Mr. Cedillo has considered quitting. And he has often resorted to self-censorship. If he and his wife hadn’t separated over a decade ago, he says, he would never have taken the risks that his beat demands. His family’s safety would have been at stake.
“What gives me the conviction to keep going, despite the risks, is to write this down in the most understandable and well-documented way,” Mr. Cedillo says. That way, perhaps, in the future, people will be able to better understand, and to fix, Mexico’s problems.
“I want to write stories for history,” he says.

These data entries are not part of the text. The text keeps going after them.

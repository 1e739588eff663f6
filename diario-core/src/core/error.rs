//! Error types for the Diario core library.

use thiserror::Error;

/// All errors that can occur within the Diario core library.
#[derive(Debug, Error)]
pub enum JournalError {
    /// A SQLite operation on the entry store failed.
    #[error("Storage error: {0}")]
    Storage(#[from] rusqlite::Error),

    /// An I/O operation on the data directory failed.
    #[error("IO error: {0}")]
    Io(#[from] std::io::Error),

    /// A stored record is not a well-formed entry document.
    #[error("Decode error: {0}")]
    Decode(String),

    /// A stored record could not be decrypted with the current key.
    #[error("Decrypt error: {0}")]
    Decrypt(String),

    /// Input was rejected by strict validation.
    #[error("Validation failed: {0}")]
    Validation(String),

    /// The configured key-derivation parameters are unusable.
    #[error("Key derivation error: {0}")]
    KeyDerivation(String),

    /// The data directory holds a file that cannot be used (e.g. a truncated salt).
    #[error("Invalid data directory: {0}")]
    InvalidDataDir(String),

    /// The supplied current password does not match the active key.
    #[error("Wrong password for this journal")]
    WrongPassword,

    /// JSON serialization of a record or the configuration failed.
    #[error("JSON error: {0}")]
    Json(#[from] serde_json::Error),
}

/// Convenience alias that pins the error type to [`JournalError`].
pub type Result<T> = std::result::Result<T, JournalError>;

impl JournalError {
    /// Returns `true` for failures of the underlying store file or directory.
    ///
    /// These are fatal to the triggering call and are surfaced to the user.
    pub fn is_storage(&self) -> bool {
        matches!(self, Self::Storage(_) | Self::Io(_) | Self::InvalidDataDir(_))
    }

    /// Returns a short, human-readable message suitable for display to the end user.
    #[must_use]
    pub fn user_message(&self) -> String {
        match self {
            Self::Storage(e) => format!("Failed to save: {e}"),
            Self::Io(e) => format!("File error: {e}"),
            Self::Decode(_) => "This entry is damaged and cannot be shown".to_string(),
            Self::Decrypt(_) => "This entry cannot be unlocked with the current password".to_string(),
            Self::Validation(msg) => msg.clone(),
            Self::KeyDerivation(e) => format!("Encryption settings are invalid: {e}"),
            Self::InvalidDataDir(msg) => format!("Could not open journal: {msg}"),
            Self::WrongPassword => "Wrong password, please try again".to_string(),
            Self::Json(e) => format!("Settings format error: {e}"),
        }
    }
}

Alejandro Castro Flores, 27, is not only a journalist; he is an activist who last month helped organize nation-wide demonstrations demanding greater protection for reporters and their freedom of expression. Some of his colleagues in Cancun who turned out carried signs that read “We won’t forget they shot us here.” Two years ago, police had opened fire on them as they reported on a protest against violence against women.
“It makes me hopeful,” he says. “My generation is planting some seeds, but those coming up behind us are going to change the entire landscape” with their readiness to be outspoken.
Mr. Castro is a freelance reporter in Quintana Roo, the site of popular beach destinations such as Cancun and Tulum. Organized crime is gaining traction – and international headlines – there, and clashes are catching tourists in their crossfire. Journalists have been targeted for their coverage of everything from environmental destruction to local politics.
“I’ve seen dozens of journalists killed in Mexico over the past four years [since starting his career], but that’s only part of what makes the profession precarious,” Mr. Castro says. Just cobbling together a living by writing for a mix of local, national, and international outlets about the environment, human rights, and sometimes crime and security is hard enough. “The uncertainty of the situation is pretty traumatizing,” he says.
He says he doesn’t know a single young journalist who hasn’t already wondered “should I open a bakery instead? Become a carpenter?” Yet, he’s dedicated to this work. “It’s a profession, but it’s also a lifestyle,” he says, admitting that even when he is off duty he is often thinking about his work.
Mr. Castro grew up in a rural hamlet; his discovery of journalism at his university’s radio station in Mexico City and his early days as a reporter in the capital opened his eyes to social inequalities, he recalls. “Through journalism, “you can generate certain changes,” he says, hopefully. “I know it’s just one grain of sand and maybe my work won’t change everything, but it’s an integral part of democracy, even imperfect democracies.”
For a long time, Nohemí Vilchis Treviño’s parents seemed to think that journalism would never be more than her hobby.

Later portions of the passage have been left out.